About Chromebooks said that Zork is a reference device based on a Trembyle reference board, so much like an overly detailed resume, it's just references the whole way down. That just means this hardware is supposed to provide a template manufacturers can follow with their own devices. We probably aren't going to see a retail product named Zork--much to the chagrin of those happy few who remember the Zork game from the '70s.
Moving on: the reference designs are made with the Picasso chipset. AMD revealed new Picasso accelerated processing units (APUs) in January with Zen+ CPU and Vega graphics cores in a system-on-a-chip (SoC) design. The company didn't completely rethink the Picasso lineup, but the improved design is supposed to offer up to eight percent better performance than its Raven Ridge predecessor, which is a respectable bump.
Picasso APUs should also offer drastically better performance than the mobile processors that HP and Acer used in the first AMD-powered Chromebooks. Those devices are limited to just two cores and two threads; the Picasso lineup ranges from two cores with four threads at the low end and four cores with eight threads at the high end. We suspect the Zork and Trembyle reference designs use an APU somewhere in the middle.

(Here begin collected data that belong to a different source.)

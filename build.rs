use std::process::Command;

fn main() {
    println!("cargo:rerun-if-changed=build.rs");

    let build_date = Command::new("date")
        .args(["-u", "+%Y-%m-%dT%H:%M:%SZ"])
        .output()
        .ok()
        .filter(|output| output.status.success())
        .and_then(|output| String::from_utf8(output.stdout).ok())
        .map(|value| value.trim().to_owned())
        .filter(|value| !value.is_empty())
        .unwrap_or_else(|| "unknown".to_owned());

    println!("cargo:rustc-env=GEARMAN_WORKER_BUILD_DATE_UTC={build_date}");
}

About Chromebooks said it found references to a 2-in-1 design based on these Trembyle and Zork when it went looking through Chromium's code. The outlet also warned that these reference designs were only added to Chromium within the last week so "it’s likely to be at least six, if not more, months before any actual products arrive from this effort." We wouldn't be surprised if most people forget about these clues by then.

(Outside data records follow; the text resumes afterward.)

use clap::Subcommand;
use uuid::Uuid;

use focusgate_core::Event;

use super::{CliError, Context};

#[derive(Subcommand)]
pub enum MonitorAction {
    /// Start enforcement for a schedule (deactivates any other first)
    Activate { id: Uuid },
    /// Stop enforcement and record the elapsed session
    Deactivate { id: Uuid },
    /// Show persisted enforcement status per schedule
    Status,
    /// Stop enforcement for every schedule
    StopAll,
    /// Re-activate schedules persisted as active (restart recovery)
    Restore,
}

pub fn run(action: MonitorAction) -> Result<(), CliError> {
    let mut ctx = Context::open()?;
    match action {
        MonitorAction::Activate { id } => {
            let events = ctx
                .controller
                .activate(id, &mut ctx.schedules, &mut ctx.ledger)?;
            print_events(&events);
        }
        MonitorAction::Deactivate { id } => {
            let events = ctx
                .controller
                .deactivate(id, &mut ctx.schedules, &mut ctx.ledger)?;
            print_events(&events);
        }
        MonitorAction::Status => {
            let states = ctx.controller.monitoring_state()?;
            if ctx.schedules.list().is_empty() {
                println!("no schedules");
            }
            for schedule in ctx.schedules.list() {
                let enforced = states
                    .get(&schedule.id.to_string())
                    .copied()
                    .unwrap_or(false);
                println!(
                    "{} {:24} flag={:5} enforcement={}",
                    schedule.id,
                    schedule.name,
                    schedule.is_active,
                    if enforced { "running" } else { "stopped" },
                );
            }
        }
        MonitorAction::StopAll => {
            let events = ctx
                .controller
                .stop_all(&mut ctx.schedules, &mut ctx.ledger)?;
            if events.is_empty() {
                println!("nothing was running");
            }
            print_events(&events);
        }
        MonitorAction::Restore => {
            let events = ctx
                .controller
                .restore_active_schedules(&mut ctx.schedules, &mut ctx.ledger);
            if events.is_empty() {
                println!("nothing to restore");
            }
            print_events(&events);
        }
    }
    Ok(())
}

fn print_events(events: &[Event]) {
    for event in events {
        match event {
            Event::MonitoringStarted { schedule_id, .. } => {
                println!("monitoring started for {schedule_id}");
            }
            Event::MonitoringStopped {
                schedule_id,
                recorded_minutes,
                ..
            } => {
                println!("monitoring stopped for {schedule_id} ({recorded_minutes} min recorded)");
            }
            Event::MonitoringRestored { schedule_id, .. } => {
                println!("restored {schedule_id}");
            }
            Event::MonitoringRestoreFailed {
                schedule_id,
                reason,
                ..
            } => {
                println!("could not restore {schedule_id}: {reason}");
            }
            Event::SessionRecorded {
                duration_minutes, ..
            } => {
                println!("recorded {duration_minutes} focus minutes");
            }
            _ => {}
        }
    }
}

Still, this could be a sign that AMD is going to be part of the Chromebook market going forward, rather than a desperation pick that will be abandoned as soon as Intel ramps up production. It took the company eight years to get its processors into some of the most popular laptops around--it seems unlikely to be content with disappearing shortly after that, or for its hardware to be limited to the low end of the market.